Healthcare IoT (HIoT) is an area that poses one of the most significant patient safety risks. If compromised, the breach could kill thousands of patients – either maliciously via extortion attacks or simply by not being available when needed.

HIoT systems can often be used as a foothold for attacks against traditional health IT systems because they share the same network. A number of businesses have already been hacked or held hostage to a DDOS attack executed from their own cheap IP CCTV security cameras. The wireless networks of several hospitals have been shut down because a compromised IoT device was causing a broadcast storm against wireless access points. 

So why don’t hospitals secure all of these devices? Good question! The trouble is that a large hospital system has hundreds of thousands of HIoT devices from thousands of different vendors, and most need to be patched manually (if a security patch even exists) – so you can’t simply force a Windows Update across the entire network and suddenly bring your 350,000 medical devices all into security compliance.

Securing HIoT systems against hacking

There are two main areas of focus to securing medical devices and the wider HIoT space. Securing the devices themselves and securing the broader environment.
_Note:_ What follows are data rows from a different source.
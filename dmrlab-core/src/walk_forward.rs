//! Purged walk-forward risk classifier.
//!
//! Retrains a fresh classifier every `step` dates on the trailing
//! `train_window` rows, leaving out the last `horizon` rows before the
//! forecast block: their labels look into the block being predicted. The
//! raw class-1 probabilities are then smoothed with a span-based EWM, and
//! that smoothed series is what the gate consumes.

use crate::classifier::{Classifier, ClassifierError, ClassifierFactory};
use crate::domain::Bar;
use crate::features::pipeline::RET;
use crate::features::{risk_labels, FeatureError, FeatureFrame, FeaturePipeline};
use crate::indicators::{Ewm, Indicator};
use chrono::NaiveDate;
use serde::{Deserialize, Serialize};
use std::collections::BTreeMap;
use thiserror::Error;

#[derive(Debug, Error)]
pub enum WalkForwardError {
    #[error("invalid walk-forward parameters: {0}")]
    InvalidParams(String),
    #[error("{labels} labels for {rows} feature rows")]
    LabelLength { rows: usize, labels: usize },
    #[error(transparent)]
    Feature(#[from] FeatureError),
    #[error("retrain at index {index} failed: {source}")]
    Classifier {
        index: usize,
        #[source]
        source: ClassifierError,
    },
}

#[derive(Debug, Clone, PartialEq, Serialize, Deserialize)]
pub struct WalkForwardParams {
    pub train_window: usize,
    pub horizon: usize,
    pub step: usize,
    /// Retrains with fewer complete rows than this are skipped.
    pub min_train_rows: usize,
    pub smoothing_span: usize,
    /// A date is labeled risky when any of the next `horizon` daily returns
    /// falls below this.
    pub risk_return_threshold: f64,
    pub features: Vec<String>,
}

impl Default for WalkForwardParams {
    fn default() -> Self {
        Self {
            train_window: 252,
            horizon: 5,
            step: 20,
            min_train_rows: 100,
            smoothing_span: 5,
            risk_return_threshold: -0.025,
            features: vec![
                "vol_ratio".to_string(),
                "ma_bias".to_string(),
                "vol_factor".to_string(),
            ],
        }
    }
}

impl WalkForwardParams {
    pub fn validate(&self) -> Result<(), WalkForwardError> {
        let invalid = |msg: String| Err(WalkForwardError::InvalidParams(msg));
        if self.horizon == 0 {
            return invalid("horizon must be >= 1".into());
        }
        if self.train_window <= self.horizon {
            return invalid(format!(
                "train_window ({}) must exceed horizon ({})",
                self.train_window, self.horizon
            ));
        }
        if self.step == 0 {
            return invalid("step must be >= 1".into());
        }
        if self.smoothing_span == 0 {
            return invalid("smoothing_span must be >= 1".into());
        }
        if self.features.is_empty() {
            return invalid("at least one feature is required".into());
        }
        Ok(())
    }

    /// Retrain indices: `train_window + horizon`, advancing by `step`, while
    /// a full `horizon` of dates remains after the index.
    pub fn retrain_points(&self, len: usize) -> impl Iterator<Item = usize> {
        let start = self.train_window + self.horizon;
        let end = len.saturating_sub(self.horizon);
        (start..end).step_by(self.step.max(1))
    }
}

/// Smoothed risk probability per date.
#[derive(Debug, Clone, Default, PartialEq, Serialize, Deserialize)]
pub struct RiskSeries(BTreeMap<NaiveDate, f64>);

impl RiskSeries {
    pub fn get(&self, date: NaiveDate) -> Option<f64> {
        self.0.get(&date).copied()
    }

    pub fn len(&self) -> usize {
        self.0.len()
    }

    pub fn is_empty(&self) -> bool {
        self.0.is_empty()
    }

    pub fn iter(&self) -> impl Iterator<Item = (NaiveDate, f64)> + '_ {
        self.0.iter().map(|(d, p)| (*d, *p))
    }
}

impl FromIterator<(NaiveDate, f64)> for RiskSeries {
    fn from_iter<I: IntoIterator<Item = (NaiveDate, f64)>>(iter: I) -> Self {
        Self(iter.into_iter().collect())
    }
}

#[derive(Debug, Clone, Copy, PartialEq, Eq, Serialize, Deserialize)]
#[serde(tag = "kind", rename_all = "snake_case")]
pub enum SkipReason {
    InsufficientRows { rows: usize, required: usize },
    SingleClass,
}

/// One fitted retrain block.
#[derive(Debug, Clone, PartialEq, Serialize, Deserialize)]
pub struct RetrainRecord {
    /// First row of the forecast block.
    pub index: usize,
    pub date: NaiveDate,
    /// Candidate training rows are `train_start..train_end`.
    pub train_start: usize,
    pub train_end: usize,
    pub rows_used: usize,
    pub importances: Vec<(String, f64)>,
}

#[derive(Debug, Clone, PartialEq, Serialize, Deserialize)]
pub struct SkippedRetrain {
    pub index: usize,
    pub date: NaiveDate,
    pub reason: SkipReason,
}

/// Everything a walk-forward pass produced.
#[derive(Debug)]
pub struct RiskForecast {
    pub dates: Vec<NaiveDate>,
    pub raw: Vec<f64>,
    pub smoothed: Vec<f64>,
    pub retrains: Vec<RetrainRecord>,
    pub skipped: Vec<SkippedRetrain>,
    /// Mean importance per feature across retrains, highest first.
    pub feature_importance: Vec<(String, f64)>,
    pub last_model: Option<Box<dyn Classifier>>,
}

impl RiskForecast {
    pub fn series(&self) -> RiskSeries {
        self.dates
            .iter()
            .copied()
            .zip(self.smoothed.iter().copied())
            .collect()
    }
}

pub struct RiskClassifier {
    params: WalkForwardParams,
    factory: Box<dyn ClassifierFactory>,
}

impl RiskClassifier {
    pub fn new(
        params: WalkForwardParams,
        factory: impl ClassifierFactory + 'static,
    ) -> Result<Self, WalkForwardError> {
        params.validate()?;
        Ok(Self {
            params,
            factory: Box::new(factory),
        })
    }

    pub fn params(&self) -> &WalkForwardParams {
        &self.params
    }

    /// Build the configured features and risk labels from one asset's bars,
    /// then run the walk-forward pass.
    pub fn fit_predict_bars(&self, bars: &[Bar]) -> Result<RiskForecast, WalkForwardError> {
        let pipeline = FeaturePipeline::for_features(self.params.features.iter().map(String::as_str))?;
        let frame = pipeline.run(bars)?;
        let returns = frame.column(RET).unwrap_or_default();
        let labels = risk_labels(
            returns,
            self.params.horizon,
            self.params.risk_return_threshold,
        );
        self.fit_predict(&frame, &labels)
    }

    /// Walk-forward training and inference over a prepared frame.
    ///
    /// Rows with any missing configured feature or no label are dropped from
    /// training; missing features are read as 0 at inference. Blocks whose
    /// retrain is skipped keep a raw probability of 0.
    pub fn fit_predict(
        &self,
        frame: &FeatureFrame,
        labels: &[Option<bool>],
    ) -> Result<RiskForecast, WalkForwardError> {
        let n = frame.len();
        if labels.len() != n {
            return Err(WalkForwardError::LabelLength {
                rows: n,
                labels: labels.len(),
            });
        }
        for name in &self.params.features {
            if frame.column(name).is_none() {
                return Err(FeatureError::MissingColumn {
                    feature: name.clone(),
                    column: name.clone(),
                }
                .into());
            }
        }

        let features = &self.params.features;
        let horizon = self.params.horizon;
        let mut raw = vec![0.0; n];
        let mut retrains = Vec::new();
        let mut skipped = Vec::new();
        let mut last_model: Option<Box<dyn Classifier>> = None;

        for t in self.params.retrain_points(n) {
            let date = frame.dates()[t];
            let train_start = t - self.params.train_window;
            let train_end = t - horizon;

            let mut x = Vec::new();
            let mut y = Vec::new();
            for i in train_start..train_end {
                let row = frame.row(i, features);
                if let (Some(label), true) = (labels[i], row.iter().all(|v| v.is_finite())) {
                    x.push(row);
                    y.push(label);
                }
            }

            let skip = if x.len() < self.params.min_train_rows {
                Some(SkipReason::InsufficientRows {
                    rows: x.len(),
                    required: self.params.min_train_rows,
                })
            } else if y.iter().all(|&l| l) || y.iter().all(|&l| !l) {
                Some(SkipReason::SingleClass)
            } else {
                None
            };
            if let Some(reason) = skip {
                tracing::debug!(index = t, %date, ?reason, "skipping retrain");
                skipped.push(SkippedRetrain {
                    index: t,
                    date,
                    reason,
                });
                continue;
            }

            let mut model = self.factory.create();
            model
                .fit(&x, &y)
                .map_err(|source| WalkForwardError::Classifier { index: t, source })?;

            let block_end = (t + self.params.step).min(n);
            let block: Vec<Vec<f64>> = (t..block_end)
                .map(|i| {
                    frame
                        .row(i, features)
                        .into_iter()
                        .map(|v| if v.is_finite() { v } else { 0.0 })
                        .collect()
                })
                .collect();
            let probs = model
                .predict_proba(&block)
                .map_err(|source| WalkForwardError::Classifier { index: t, source })?;
            raw[t..block_end].copy_from_slice(&probs);

            retrains.push(RetrainRecord {
                index: t,
                date,
                train_start,
                train_end,
                rows_used: x.len(),
                importances: features
                    .iter()
                    .cloned()
                    .zip(model.feature_importances())
                    .collect(),
            });
            last_model = Some(model);
        }

        let smoothed = Ewm::new(self.params.smoothing_span).compute(&raw);
        let feature_importance = mean_importance(features, &retrains);

        tracing::info!(
            retrains = retrains.len(),
            skipped = skipped.len(),
            rows = n,
            "walk-forward risk model complete"
        );

        Ok(RiskForecast {
            dates: frame.dates().to_vec(),
            raw,
            smoothed,
            retrains,
            skipped,
            feature_importance,
            last_model,
        })
    }
}

impl std::fmt::Debug for RiskClassifier {
    fn fmt(&self, f: &mut std::fmt::Formatter<'_>) -> std::fmt::Result {
        f.debug_struct("RiskClassifier")
            .field("params", &self.params)
            .finish_non_exhaustive()
    }
}

fn mean_importance(features: &[String], retrains: &[RetrainRecord]) -> Vec<(String, f64)> {
    if retrains.is_empty() {
        return Vec::new();
    }
    let mut totals = vec![0.0; features.len()];
    for record in retrains {
        for (total, (_, imp)) in totals.iter_mut().zip(&record.importances) {
            *total += imp;
        }
    }
    let count = retrains.len() as f64;
    let mut ranked: Vec<(String, f64)> = features
        .iter()
        .cloned()
        .zip(totals.into_iter().map(|t| t / count))
        .collect();
    ranked.sort_by(|a, b| b.1.total_cmp(&a.1));
    ranked
}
Obviously, designing good security to HIoT devices in the first place makes the most sense, and FDA has finally made this a requirement for medical device manufacturers – though it will take decades for more secure devices to replace the proliferation of insecure ones currently used across the industry. It also doesn’t address other IoT devices employed in hospitals for operational technology (OT) and critical building management services (BMS) like elevators and HVAC – most of which are also connected to the network.

Updating, Patching, and Maintaining Existing Systems

The first option for securing existing devices is to force vendors to better patch and maintain their equipment via proper third-party supplier contracts, and vendor risk management policies that enforce timely patch availability and implementation following announcement of a CVE in an application or its underlying operating system. Most device vendors are slow, however, to create and release patches, and some are outright negligent which has led to some rather unorthodox ways to make vendors change their ways.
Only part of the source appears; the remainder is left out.